Banks Report Losses in 2020By Peter Appleby | Mon, 10/26/2020 - 19:04
The pandemic-fueled lockdown that has propelled the growth of digital banking has hit banks’ bottom lines, with the majority reporting finer profit margins – or straight up losses – for the first eight months of the year.
A report published by El Financiero today states of the 50 banks surveyed in Mexico, “26 reported a contraction in profits, 14 registered losses and only 10 achieved an increase in profits.”
Of the banks included, Banco Azteca reported the greatest losses, some MX$4.394 billion (around US$210 million), while Citibamex’s profits showed a 50.2 percent drop in profits and Scotiabank endured a 47 percent drop. Meanwhile, Barclays, JP Morgan and Bank of America all showed a strong performance over the last eight months, enjoying 362 percent, 105 percent and 57 percent growth in profits respectively, said the article.
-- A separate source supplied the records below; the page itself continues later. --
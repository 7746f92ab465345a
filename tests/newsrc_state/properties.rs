//! Property-based tests for read ranges and the range synthesizer

use nntp_newsrc::{ArticleRange, LoadedArticle, RangeSet, synthesize_ranges};
use proptest::prelude::*;

fn non_empty_range() -> impl Strategy<Value = ArticleRange> {
    (1u64..1_000_000, 0u64..1_000).prop_map(|(first, len)| ArticleRange::new(first, first + len))
}

fn flagged_articles() -> impl Strategy<Value = Vec<LoadedArticle>> {
    prop::collection::vec((1u64..4, any::<bool>(), any::<bool>()), 0..64).prop_map(|steps| {
        let mut number = 0;
        steps
            .into_iter()
            .map(|(gap, read, deleted)| {
                number += gap;
                LoadedArticle {
                    number,
                    read,
                    deleted,
                }
            })
            .collect()
    })
}

proptest! {
    #[test]
    fn prop_parse_never_panics(s in ".*") {
        let _ = RangeSet::parse(&s);
    }

    #[test]
    fn prop_serialize_then_parse_preserves_intervals(
        ranges in prop::collection::vec(non_empty_range(), 1..20)
    ) {
        let set = RangeSet::from_ranges(ranges.clone());
        let reparsed = RangeSet::parse(&set.to_string());
        prop_assert_eq!(reparsed.ranges(), ranges.as_slice());
    }

    #[test]
    fn prop_unread_count_within_window(
        ranges in prop::collection::vec(non_empty_range(), 0..20),
        first in 0u64..2_000_000,
        span in 0u64..10_000,
    ) {
        let last = first + span;
        let set = RangeSet::from_ranges(ranges);
        let unread = set.unread_count(first, last);
        if last == 0 {
            prop_assert_eq!(unread, 0);
        } else {
            prop_assert!(unread <= last - first + 1);
        }
    }

    #[test]
    fn prop_catchup_reads_everything(
        ranges in prop::collection::vec(non_empty_range(), 0..20),
        first in 1u64..1_000,
        span in 0u64..1_000,
    ) {
        let last = first + span;
        let mut set = RangeSet::from_ranges(ranges);
        set.catchup(last);
        prop_assert_eq!(set.unread_count(first, last), 0);
    }

    #[test]
    fn prop_synthesized_ranges_are_ordered(
        articles in flagged_articles(),
        first_article in 0u64..50,
    ) {
        let last_loaded = articles.last().map_or(0, |a| a.number);
        let ranges = synthesize_ranges(&articles, first_article, last_loaded);
        for pair in ranges.windows(2) {
            prop_assert!(pair[0].last < pair[1].first);
        }
    }

    #[test]
    fn prop_synthesized_ranges_cover_seen_articles(articles in flagged_articles()) {
        // With tracking from article 1, every seen article is read and every
        // unseen one is not.
        let last_loaded = articles.last().map_or(0, |a| a.number);
        let set = RangeSet::from_ranges(synthesize_ranges(&articles, 1, last_loaded));
        for article in &articles {
            prop_assert_eq!(
                set.contains(article.number),
                article.is_seen(),
                "article {}",
                article.number
            );
        }
    }
}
The banking sector faced a multitude of problems presented by the COVID-19 virus that has swept across the globe since it was declared a pandemic by the World Health Organization on March 11.
Aside from the widespread closure of local branches and the subsequent drop in trade, partially offset by the onboarding of many users into digital channels, income from credits and loans is likely to have dropped as sections of the population and businesses braced themselves for reductions in income and job losses.
The situation of banks in Mexico is far from unique. In July, a report from consulting firm Oliver Wyman Group reported that European banks were preparing themselves ahead of expected losses, including €400 billion (around US$472.4 billion) in credit losses, and said that banks will need to look at cost reduction measures over the next several years.
This is a scenario that may also play out given BBVA’s expectations from its 3Q20 financial report that Mexico’s economy will take four years to recover from the economic impact of COVID-19. While there were positives to be seen in the last few months, underlying problems remained.
“Despite the supply-driven economic rebound in Q3, formal employment continues to show signs of weakness. We anticipate a slow recovery and pre-pandemic employment levels will not be reached until 2024,” said the report.